Adapting Traditional Healing Values and Beliefs into Therapeutic Cultural Environments for Health and Well-Being
journal contributionposted on 04.01.2022, 21:00 by Bruno MarquesBruno Marques, Claire Freeman, Lyn Carter
Although research has long established that interaction with the natural environment is associated with better overall health and well-being outcomes, the Western model mainly focuses on treating symptoms. In Aotearoa/New Zealand, the Indigenous Māori have long demonstrated significantly more negative health outcomes than non-Māori. Little research has examined the causes compared to Western populations or the role of the natural environment in health outcomes for Māori.
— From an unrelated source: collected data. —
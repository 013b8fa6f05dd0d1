// Expenses, incomes and receipt reading.

use axum::{
    extract::{Path, Query, State},
    Extension, Json,
};
use baht_app::{
    Bookkeeping, ExpenseInput, IncomeInput, ReceiptService, ReceiptSuggestion, StatusChange,
};
use baht_core::model::{DocumentStatus, EntryFilter, Expense, Income};
use baht_core::report::Month;
use base64::engine::general_purpose::STANDARD;
use base64::Engine;
use chrono::{NaiveDate, Utc};
use serde::Deserialize;

use super::{created, ok, ApiResult, Created, Deleted};
use crate::auth::Caller;
use crate::error::ApiError;
use crate::state::SharedState;

/// Query string for entry listings. `month` is shorthand for a from/to pair.
#[derive(Debug, Default, Deserialize)]
pub struct ListQuery {
    pub month: Option<String>,
    pub from: Option<NaiveDate>,
    pub to: Option<NaiveDate>,
    pub status: Option<DocumentStatus>,
    #[serde(default)]
    pub include_deleted: bool,
}

impl ListQuery {
    fn into_filter(self) -> Result<EntryFilter, ApiError> {
        let (from, to) = match self.month.as_deref() {
            Some(_) if self.from.is_some() || self.to.is_some() => {
                return Err(ApiError::bad_request("use either month or from/to, not both"));
            }
            Some(raw) => {
                let month = Month::parse(raw).map_err(|e| ApiError::bad_request(e.to_string()))?;
                (Some(month.first_day()), Some(month.last_day()))
            }
            None => (self.from, self.to),
        };
        Ok(EntryFilter {
            from,
            to,
            status: self.status,
            include_deleted: self.include_deleted,
        })
    }
}

// ---------------------------------------------------------------------------
// Expenses
// ---------------------------------------------------------------------------

pub async fn list_expenses(
    State(state): State<SharedState>,
    Extension(caller): Extension<Caller>,
    Path(company_id): Path<String>,
    Query(query): Query<ListQuery>,
) -> ApiResult<Vec<Expense>> {
    let filter = query.into_filter()?;
    let books = Bookkeeping::new(&state.db, &state.config);
    Ok(ok(books.list_expenses(&caller.user_id, &company_id, &filter)?))
}

pub async fn record_expense(
    State(state): State<SharedState>,
    Extension(caller): Extension<Caller>,
    Path(company_id): Path<String>,
    Json(input): Json<ExpenseInput>,
) -> Created<Expense> {
    let books = Bookkeeping::new(&state.db, &state.config);
    let expense = books.record_expense(&caller.user_id, &company_id, input, Utc::now())?;
    Ok(created(expense))
}

pub async fn get_expense(
    State(state): State<SharedState>,
    Extension(caller): Extension<Caller>,
    Path((company_id, expense_id)): Path<(String, String)>,
) -> ApiResult<Expense> {
    let books = Bookkeeping::new(&state.db, &state.config);
    Ok(ok(books.get_expense(&caller.user_id, &company_id, &expense_id)?))
}

pub async fn delete_expense(
    State(state): State<SharedState>,
    Extension(caller): Extension<Caller>,
    Path((company_id, expense_id)): Path<(String, String)>,
) -> ApiResult<Deleted> {
    let books = Bookkeeping::new(&state.db, &state.config);
    let deleted = books.delete_expense(&caller.user_id, &company_id, &expense_id, Utc::now())?;
    Ok(ok(Deleted {
        id: expense_id,
        deleted,
    }))
}

/// POST .../expenses/{expense_id}/status with `{"action":"advance","to":...}`
/// or `{"action":"revert"}`.
pub async fn change_expense_status(
    State(state): State<SharedState>,
    Extension(caller): Extension<Caller>,
    Path((company_id, expense_id)): Path<(String, String)>,
    Json(change): Json<StatusChange>,
) -> ApiResult<Expense> {
    let books = Bookkeeping::new(&state.db, &state.config);
    let expense = books.change_expense_status(&caller.user_id, &company_id, &expense_id, change)?;
    Ok(ok(expense))
}

// ---------------------------------------------------------------------------
// Incomes
// ---------------------------------------------------------------------------

pub async fn list_incomes(
    State(state): State<SharedState>,
    Extension(caller): Extension<Caller>,
    Path(company_id): Path<String>,
    Query(query): Query<ListQuery>,
) -> ApiResult<Vec<Income>> {
    let filter = query.into_filter()?;
    let books = Bookkeeping::new(&state.db, &state.config);
    Ok(ok(books.list_incomes(&caller.user_id, &company_id, &filter)?))
}

pub async fn record_income(
    State(state): State<SharedState>,
    Extension(caller): Extension<Caller>,
    Path(company_id): Path<String>,
    Json(input): Json<IncomeInput>,
) -> Created<Income> {
    let books = Bookkeeping::new(&state.db, &state.config);
    let income = books.record_income(&caller.user_id, &company_id, input, Utc::now())?;
    Ok(created(income))
}

pub async fn delete_income(
    State(state): State<SharedState>,
    Extension(caller): Extension<Caller>,
    Path((company_id, income_id)): Path<(String, String)>,
) -> ApiResult<Deleted> {
    let books = Bookkeeping::new(&state.db, &state.config);
    let deleted = books.delete_income(&caller.user_id, &company_id, &income_id, Utc::now())?;
    Ok(ok(Deleted {
        id: income_id,
        deleted,
    }))
}

pub async fn change_income_status(
    State(state): State<SharedState>,
    Extension(caller): Extension<Caller>,
    Path((company_id, income_id)): Path<(String, String)>,
    Json(change): Json<StatusChange>,
) -> ApiResult<Income> {
    let books = Bookkeeping::new(&state.db, &state.config);
    let income = books.change_income_status(&caller.user_id, &company_id, &income_id, change)?;
    Ok(ok(income))
}

// ---------------------------------------------------------------------------
// Receipts
// ---------------------------------------------------------------------------

#[derive(Debug, Deserialize)]
pub struct ReceiptUpload {
    pub mime_type: String,
    /// Base64 file content; a `data:` URL is accepted too.
    pub data: String,
}

fn decode_upload(raw: &str) -> Result<Vec<u8>, ApiError> {
    let payload = match raw.strip_prefix("data:") {
        Some(url) => url
            .split_once(',')
            .map(|(_, data)| data)
            .ok_or_else(|| ApiError::bad_request("malformed data URL"))?,
        None => raw,
    };
    STANDARD
        .decode(payload.trim())
        .map_err(|e| ApiError::bad_request(format!("data is not valid base64: {e}")))
}

/// POST .../receipts/analyze - store the file and suggest how to book it.
pub async fn analyze_receipt(
    State(state): State<SharedState>,
    Extension(caller): Extension<Caller>,
    Path(company_id): Path<String>,
    Json(upload): Json<ReceiptUpload>,
) -> ApiResult<ReceiptSuggestion> {
    let data = decode_upload(&upload.data)?;
    let service = ReceiptService::new(
        &state.db,
        &state.config,
        &state.llm,
        state.store.as_ref(),
        &state.retry,
    );
    let suggestion = service
        .analyze(
            &caller.user_id,
            &company_id,
            &data,
            upload.mime_type.trim(),
            Utc::now(),
        )
        .await?;
    Ok(ok(suggestion))
}

#[cfg(test)]
mod tests {
    use super::*;

    #[test]
    fn month_expands_to_a_date_range() {
        let query = ListQuery {
            month: Some("2567-02".into()),
            ..Default::default()
        };
        let filter = query.into_filter().unwrap();
        assert_eq!(filter.from, NaiveDate::from_ymd_opt(2024, 2, 1));
        assert_eq!(filter.to, NaiveDate::from_ymd_opt(2024, 2, 29));

        let both = ListQuery {
            month: Some("2024-02".into()),
            from: NaiveDate::from_ymd_opt(2024, 1, 1),
            ..Default::default()
        };
        assert!(both.into_filter().is_err());
    }

    #[test]
    fn uploads_accept_plain_base64_and_data_urls() {
        assert_eq!(decode_upload("aGVsbG8=").unwrap(), b"hello");
        assert_eq!(decode_upload("data:image/png;base64,aGVsbG8=").unwrap(), b"hello");
        assert!(decode_upload("data:image/png;base64").is_err());
        assert!(decode_upload("not base64!").is_err());
    }
}
// Learned vendor defaults and stored exchange rates.

use chrono::{DateTime, NaiveDate, Utc};
use rust_decimal::Decimal;
use serde::{Deserialize, Serialize};

use crate::money::Currency;

/// Which rule made a vendor mapping match.
#[derive(Debug, Clone, Copy, PartialEq, Eq, Hash, PartialOrd, Ord, Serialize, Deserialize)]
#[serde(rename_all = "snake_case")]
pub enum MatchKind {
    /// Same 13-digit tax ID.
    TaxId,
    /// Same normalized vendor name.
    Exact,
    /// Normalized name contains the mapping's pattern.
    Contains,
}

impl MatchKind {
    pub fn as_str(&self) -> &'static str {
        match self {
            MatchKind::TaxId => "tax_id",
            MatchKind::Exact => "exact",
            MatchKind::Contains => "contains",
        }
    }

    pub fn from_str_kind(s: &str) -> Option<Self> {
        match s {
            "tax_id" => Some(MatchKind::TaxId),
            "exact" => Some(MatchKind::Exact),
            "contains" => Some(MatchKind::Contains),
            _ => None,
        }
    }
}

/// Defaults remembered for a vendor so the next receipt from them is
/// prefilled.
#[derive(Debug, Clone, PartialEq, Serialize, Deserialize)]
pub struct VendorMapping {
    pub id: String,
    pub company_id: String,
    pub vendor_name: String,
    pub vendor_tax_id: Option<String>,
    /// Normalized form of `vendor_name` used as the match pattern.
    pub normalized_name: String,
    pub match_kind: MatchKind,
    pub contact_id: Option<String>,
    pub account_id: Option<String>,
    pub vat_rate: Option<Decimal>,
    pub wht_rate: Option<Decimal>,
    pub description_template: Option<String>,
    pub use_count: i64,
    pub last_used_at: Option<DateTime<Utc>>,
    pub created_at: DateTime<Utc>,
}

/// THB value of one unit of `currency` on `rate_date`.
#[derive(Debug, Clone, PartialEq, Serialize, Deserialize)]
pub struct ExchangeRate {
    pub company_id: String,
    pub currency: Currency,
    pub rate_date: NaiveDate,
    pub thb_per_unit: Decimal,
}
use axum::{
    extract::{Request, State},
    http::{header, StatusCode},
    middleware::Next,
    response::{IntoResponse, Response},
    Json,
};
use serde::Serialize;
use subtle::ConstantTimeEq;

use crate::state::SharedState;

/// Authenticated caller, available to handlers via request extensions.
#[derive(Debug, Clone)]
pub struct Caller {
    pub user_id: String,
    pub name: String,
}

#[derive(Serialize)]
struct AuthError {
    success: bool,
    error: String,
}

fn unauthorized(error: &str) -> Response {
    (
        StatusCode::UNAUTHORIZED,
        Json(AuthError {
            success: false,
            error: error.to_string(),
        }),
    )
        .into_response()
}

pub async fn auth_middleware(
    State(state): State<SharedState>,
    mut req: Request,
    next: Next,
) -> Response {
    let api_key = req
        .headers()
        .get("X-API-Key")
        .or_else(|| req.headers().get(header::AUTHORIZATION))
        .and_then(|v| v.to_str().ok())
        .map(|s| s.strip_prefix("Bearer ").unwrap_or(s).trim());

    let Some(key) = api_key.filter(|k| !k.is_empty()) else {
        return unauthorized(
            "Missing API key. Provide X-API-Key header or Authorization: Bearer <key>",
        );
    };

    let found = state
        .config
        .credentials
        .api_keys
        .iter()
        .find(|entry| entry.key.as_bytes().ct_eq(key.as_bytes()).into());

    match found {
        Some(entry) => {
            tracing::debug!(caller = %entry.name, user_id = %entry.user_id, "authenticated request");
            req.extensions_mut().insert(Caller {
                user_id: entry.user_id.clone(),
                name: entry.name.clone(),
            });
            next.run(req).await
        }
        None => {
            tracing::warn!("invalid API key presented");
            unauthorized("Invalid API key")
        }
    }
}
// Prompt templates for reading Thai receipts and tax invoices.

use baht_core::model::{Account, AccountClass};

/// System instruction shared by every receipt call.
pub fn system_prompt() -> String {
    "You read receipts, tax invoices (ใบกำกับภาษี) and bills for a Thai small-business bookkeeping app.\n\
     Documents may be in Thai, English or both. Amounts are in Thai baht unless another currency is printed.\n\
     Thai documents often print Buddhist Era years (e.g. 2567 = 2024); copy the year exactly as printed.\n\
     Return ONLY a JSON object, no commentary. Use null for anything you cannot read. Never guess a tax ID."
        .to_string()
}

/// Build the user prompt for one document.
///
/// When `accounts` is non-empty, the expense accounts are listed so the model
/// can suggest one by code.
pub fn receipt_prompt(accounts: &[Account]) -> String {
    let mut prompt = String::from(
        "Extract the following fields from the attached document as JSON:\n\
         {\n\
         \x20 \"vendor_name\": string,            // seller / issuer name\n\
         \x20 \"vendor_tax_id\": string,          // 13-digit เลขประจำตัวผู้เสียภาษี of the seller\n\
         \x20 \"vendor_branch\": string,          // สำนักงานใหญ่ = \"00000\", else the 5-digit branch\n\
         \x20 \"vendor_address\": string,\n\
         \x20 \"buyer_name\": string,\n\
         \x20 \"buyer_tax_id\": string,\n\
         \x20 \"document_type\": \"tax_invoice\" | \"receipt\" | \"invoice\" | \"other\",\n\
         \x20 \"document_number\": string,\n\
         \x20 \"issue_date\": \"YYYY-MM-DD\" or \"DD/MM/YYYY\",\n\
         \x20 \"currency\": 3-letter code,\n\
         \x20 \"subtotal\": number,               // before VAT\n\
         \x20 \"vat_rate\": number,               // percent, usually 7\n\
         \x20 \"vat_amount\": number,\n\
         \x20 \"total\": number,                  // including VAT\n\
         \x20 \"wht_rate\": number,               // หัก ณ ที่จ่าย percent, if printed\n\
         \x20 \"wht_amount\": number,\n\
         \x20 \"line_items\": [{ \"description\": string, \"quantity\": number, \"unit_price\": number, \"amount\": number }],\n\
         \x20 \"suggested_account_code\": string,\n\
         \x20 \"confidence\": number              // 0.0-1.0, how sure you are overall\n\
         }\n",
    );

    let expense_accounts: Vec<&Account> = accounts
        .iter()
        .filter(|a| a.class == AccountClass::Expense)
        .collect();

    if !expense_accounts.is_empty() {
        prompt.push_str("\nChoose suggested_account_code from this chart of accounts:\n");
        for account in expense_accounts {
            prompt.push_str(&format!("- {}: {}\n", account.code, account.name));
        }
    }

    prompt
}
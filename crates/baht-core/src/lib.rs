pub mod config;
pub mod db;
pub mod model;
pub mod money;
pub mod report;
pub mod tax;
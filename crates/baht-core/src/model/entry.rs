// Expense and income entries, who paid for them, and the document workflow
// they move through.

use chrono::{DateTime, NaiveDate, Utc};
use rust_decimal::Decimal;
use serde::{Deserialize, Serialize};

use super::workflow::WorkflowError;
use crate::money::Currency;

// ---------------------------------------------------------------------------
// Document workflow
// ---------------------------------------------------------------------------

/// Where the supporting paperwork for an entry stands.
///
/// Variants are declared in workflow order; `Ord` follows that order.
#[derive(Debug, Clone, Copy, PartialEq, Eq, PartialOrd, Ord, Hash, Serialize, Deserialize)]
#[serde(rename_all = "snake_case")]
pub enum DocumentStatus {
    Draft,
    WaitingTaxInvoice,
    Ready,
    SentToAccountant,
    Completed,
}

impl DocumentStatus {
    pub const ALL: [DocumentStatus; 5] = [
        DocumentStatus::Draft,
        DocumentStatus::WaitingTaxInvoice,
        DocumentStatus::Ready,
        DocumentStatus::SentToAccountant,
        DocumentStatus::Completed,
    ];

    pub fn as_str(&self) -> &'static str {
        match self {
            DocumentStatus::Draft => "draft",
            DocumentStatus::WaitingTaxInvoice => "waiting_tax_invoice",
            DocumentStatus::Ready => "ready",
            DocumentStatus::SentToAccountant => "sent_to_accountant",
            DocumentStatus::Completed => "completed",
        }
    }

    pub fn from_str_status(s: &str) -> Option<Self> {
        Self::ALL.iter().copied().find(|st| st.as_str() == s)
    }

    /// The status directly after this one, `None` for `Completed`.
    pub fn next(&self) -> Option<Self> {
        match self {
            DocumentStatus::Draft => Some(DocumentStatus::WaitingTaxInvoice),
            DocumentStatus::WaitingTaxInvoice => Some(DocumentStatus::Ready),
            DocumentStatus::Ready => Some(DocumentStatus::SentToAccountant),
            DocumentStatus::SentToAccountant => Some(DocumentStatus::Completed),
            DocumentStatus::Completed => None,
        }
    }

    /// The status directly before this one, `None` for `Draft`.
    pub fn previous(&self) -> Option<Self> {
        match self {
            DocumentStatus::Draft => None,
            DocumentStatus::WaitingTaxInvoice => Some(DocumentStatus::Draft),
            DocumentStatus::Ready => Some(DocumentStatus::WaitingTaxInvoice),
            DocumentStatus::SentToAccountant => Some(DocumentStatus::Ready),
            DocumentStatus::Completed => Some(DocumentStatus::SentToAccountant),
        }
    }

    /// Move forward to `to`. Only the next step is allowed, plus the shortcut
    /// `Draft -> Ready` when the tax invoice is already in hand.
    pub fn advance_to(&self, to: DocumentStatus) -> Result<DocumentStatus, WorkflowError> {
        let allowed = self.next() == Some(to)
            || (*self == DocumentStatus::Draft && to == DocumentStatus::Ready);
        if allowed {
            Ok(to)
        } else {
            Err(WorkflowError::InvalidTransition {
                from: self.as_str().to_string(),
                to: to.as_str().to_string(),
            })
        }
    }

    /// Step back exactly one status.
    pub fn revert(&self) -> Result<DocumentStatus, WorkflowError> {
        self.previous().ok_or_else(|| WorkflowError::InvalidTransition {
            from: self.as_str().to_string(),
            to: "previous".to_string(),
        })
    }

    /// Whether a tax invoice has been received, which is what makes input VAT
    /// claimable.
    pub fn has_tax_invoice(&self) -> bool {
        *self >= DocumentStatus::Ready
    }

    /// Reopening a completed document is reserved for company managers.
    pub fn revert_needs_manager(&self) -> bool {
        *self == DocumentStatus::Completed
    }
}

// ---------------------------------------------------------------------------
// Who paid
// ---------------------------------------------------------------------------

#[derive(Debug, Clone, PartialEq, Eq, Serialize, Deserialize)]
#[serde(tag = "kind", rename_all = "snake_case")]
pub enum PaidBy {
    Company,
    /// An employee paid out of pocket and is owed a settlement.
    Employee { user_id: String },
    PettyCash,
}

impl PaidBy {
    pub fn kind_str(&self) -> &'static str {
        match self {
            PaidBy::Company => "company",
            PaidBy::Employee { .. } => "employee",
            PaidBy::PettyCash => "petty_cash",
        }
    }

    pub fn employee_id(&self) -> Option<&str> {
        match self {
            PaidBy::Employee { user_id } => Some(user_id),
            _ => None,
        }
    }

    pub fn from_parts(kind: &str, user_id: Option<String>) -> Option<Self> {
        match (kind, user_id) {
            ("company", _) => Some(PaidBy::Company),
            ("petty_cash", _) => Some(PaidBy::PettyCash),
            ("employee", Some(user_id)) => Some(PaidBy::Employee { user_id }),
            _ => None,
        }
    }

    /// Settlement status an entry starts with when paid this way.
    pub fn initial_settlement(&self) -> SettlementStatus {
        match self {
            PaidBy::Employee { .. } => SettlementStatus::Pending,
            _ => SettlementStatus::NotRequired,
        }
    }
}

#[derive(Debug, Clone, Copy, PartialEq, Eq, Hash, Serialize, Deserialize)]
#[serde(rename_all = "snake_case")]
pub enum SettlementStatus {
    NotRequired,
    Pending,
    Settled,
}

impl SettlementStatus {
    pub fn as_str(&self) -> &'static str {
        match self {
            SettlementStatus::NotRequired => "not_required",
            SettlementStatus::Pending => "pending",
            SettlementStatus::Settled => "settled",
        }
    }

    pub fn from_str_status(s: &str) -> Option<Self> {
        match s {
            "not_required" => Some(SettlementStatus::NotRequired),
            "pending" => Some(SettlementStatus::Pending),
            "settled" => Some(SettlementStatus::Settled),
            _ => None,
        }
    }
}

// ---------------------------------------------------------------------------
// Entries
// ---------------------------------------------------------------------------

#[derive(Debug, Clone, PartialEq, Serialize, Deserialize)]
pub struct Expense {
    pub id: String,
    pub company_id: String,
    pub contact_id: Option<String>,
    pub account_id: Option<String>,
    pub description: String,
    pub issue_date: NaiveDate,
    pub document_number: Option<String>,
    /// Currency the document was issued in. Amounts below are always THB.
    pub currency: Currency,
    pub original_amount: Decimal,
    pub exchange_rate: Decimal,
    pub base_amount: Decimal,
    pub vat_rate: Decimal,
    pub vat_amount: Decimal,
    /// Document total, `base_amount + vat_amount`.
    pub amount: Decimal,
    pub wht_rate: Decimal,
    pub wht_amount: Decimal,
    /// Cash paid to the vendor, `amount - wht_amount`.
    pub net_paid: Decimal,
    pub paid_by: PaidBy,
    pub settlement_status: SettlementStatus,
    pub status: DocumentStatus,
    pub receipt_url: Option<String>,
    pub created_by: String,
    pub created_at: DateTime<Utc>,
    pub deleted_at: Option<DateTime<Utc>>,
}

impl Expense {
    pub fn is_deleted(&self) -> bool {
        self.deleted_at.is_some()
    }

    /// Input VAT that can be claimed on ภ.พ.30 for this expense.
    pub fn claimable_vat(&self) -> Decimal {
        if !self.is_deleted() && self.status.has_tax_invoice() {
            self.vat_amount
        } else {
            Decimal::ZERO
        }
    }
}

#[derive(Debug, Clone, PartialEq, Serialize, Deserialize)]
pub struct Income {
    pub id: String,
    pub company_id: String,
    pub contact_id: Option<String>,
    pub account_id: Option<String>,
    pub description: String,
    pub issue_date: NaiveDate,
    pub document_number: Option<String>,
    pub currency: Currency,
    pub original_amount: Decimal,
    pub exchange_rate: Decimal,
    pub base_amount: Decimal,
    pub vat_rate: Decimal,
    pub vat_amount: Decimal,
    pub amount: Decimal,
    pub wht_rate: Decimal,
    pub wht_amount: Decimal,
    /// Cash received from the customer, `amount - wht_amount`.
    pub net_received: Decimal,
    pub status: DocumentStatus,
    pub created_by: String,
    pub created_at: DateTime<Utc>,
    pub deleted_at: Option<DateTime<Utc>>,
}

impl Income {
    pub fn is_deleted(&self) -> bool {
        self.deleted_at.is_some()
    }
}

/// Filter for listing entries.
#[derive(Debug, Clone, Default, Deserialize)]
pub struct EntryFilter {
    /// Inclusive start date.
    pub from: Option<NaiveDate>,
    /// Inclusive end date.
    pub to: Option<NaiveDate>,
    pub status: Option<DocumentStatus>,
    #[serde(default)]
    pub include_deleted: bool,
}

#[cfg(test)]
mod tests {
    use super::*;

    #[test]
    fn advance_one_step_at_a_time() {
        let s = DocumentStatus::Draft;
        assert_eq!(
            s.advance_to(DocumentStatus::WaitingTaxInvoice),
            Ok(DocumentStatus::WaitingTaxInvoice)
        );
        assert_eq!(
            DocumentStatus::Ready.advance_to(DocumentStatus::SentToAccountant),
            Ok(DocumentStatus::SentToAccountant)
        );
        assert!(DocumentStatus::Ready
            .advance_to(DocumentStatus::Completed)
            .is_err());
        assert!(DocumentStatus::Completed
            .advance_to(DocumentStatus::Draft)
            .is_err());
    }

    #[test]
    fn draft_can_jump_to_ready() {
        assert_eq!(
            DocumentStatus::Draft.advance_to(DocumentStatus::Ready),
            Ok(DocumentStatus::Ready)
        );
        assert!(DocumentStatus::Draft
            .advance_to(DocumentStatus::SentToAccountant)
            .is_err());
    }

    #[test]
    fn revert_steps_back_once() {
        assert_eq!(
            DocumentStatus::Completed.revert(),
            Ok(DocumentStatus::SentToAccountant)
        );
        assert_eq!(DocumentStatus::Ready.revert(), Ok(DocumentStatus::WaitingTaxInvoice));
        assert!(DocumentStatus::Draft.revert().is_err());
        assert!(DocumentStatus::Completed.revert_needs_manager());
        assert!(!DocumentStatus::Ready.revert_needs_manager());
    }

    #[test]
    fn tax_invoice_from_ready_onwards() {
        assert!(!DocumentStatus::Draft.has_tax_invoice());
        assert!(!DocumentStatus::WaitingTaxInvoice.has_tax_invoice());
        assert!(DocumentStatus::Ready.has_tax_invoice());
        assert!(DocumentStatus::Completed.has_tax_invoice());
    }

    #[test]
    fn status_strings_round_trip() {
        for st in DocumentStatus::ALL {
            assert_eq!(DocumentStatus::from_str_status(st.as_str()), Some(st));
        }
    }

    #[test]
    fn paid_by_parts_and_settlement() {
        let emp = PaidBy::from_parts("employee", Some("u1".into())).unwrap();
        assert_eq!(emp.employee_id(), Some("u1"));
        assert_eq!(emp.initial_settlement(), SettlementStatus::Pending);
        assert_eq!(
            PaidBy::Company.initial_settlement(),
            SettlementStatus::NotRequired
        );
        assert!(PaidBy::from_parts("employee", None).is_none());
        assert_eq!(PaidBy::from_parts("petty_cash", None), Some(PaidBy::PettyCash));
    }

    #[test]
    fn paid_by_json_shape() {
        let json = serde_json::to_value(PaidBy::Employee {
            user_id: "u9".into(),
        })
        .unwrap();
        assert_eq!(json, serde_json::json!({"kind": "employee", "user_id": "u9"}));
        let back: PaidBy = serde_json::from_value(serde_json::json!({"kind": "company"})).unwrap();
        assert_eq!(back, PaidBy::Company);
    }
}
An exploration of rongoā Māori (traditional healing system) was conducted to ascertain the importance of landscape in the process of healing. Eight rongoā healers or practitioners took part in semi-structured narrative interviews from June to November 2020. Transcribed interviews were analysed using an interpretative phenomenological analysis and Kaupapa Māori techniques. The findings show how rongoā is underpinned by a complex set of cultural values and beliefs, drawing from the connection to wairua (spirit), tinana (body), tikanga and whakaora (customs and healing), rākau (plants), whenua (landscape) and whānau (family). Incorporating such constructs into the landscape can foster our understanding of health and well-being and its implications for conceptualising therapeutic environments and a culturally appropriate model of care for Māori and non-Māori communities.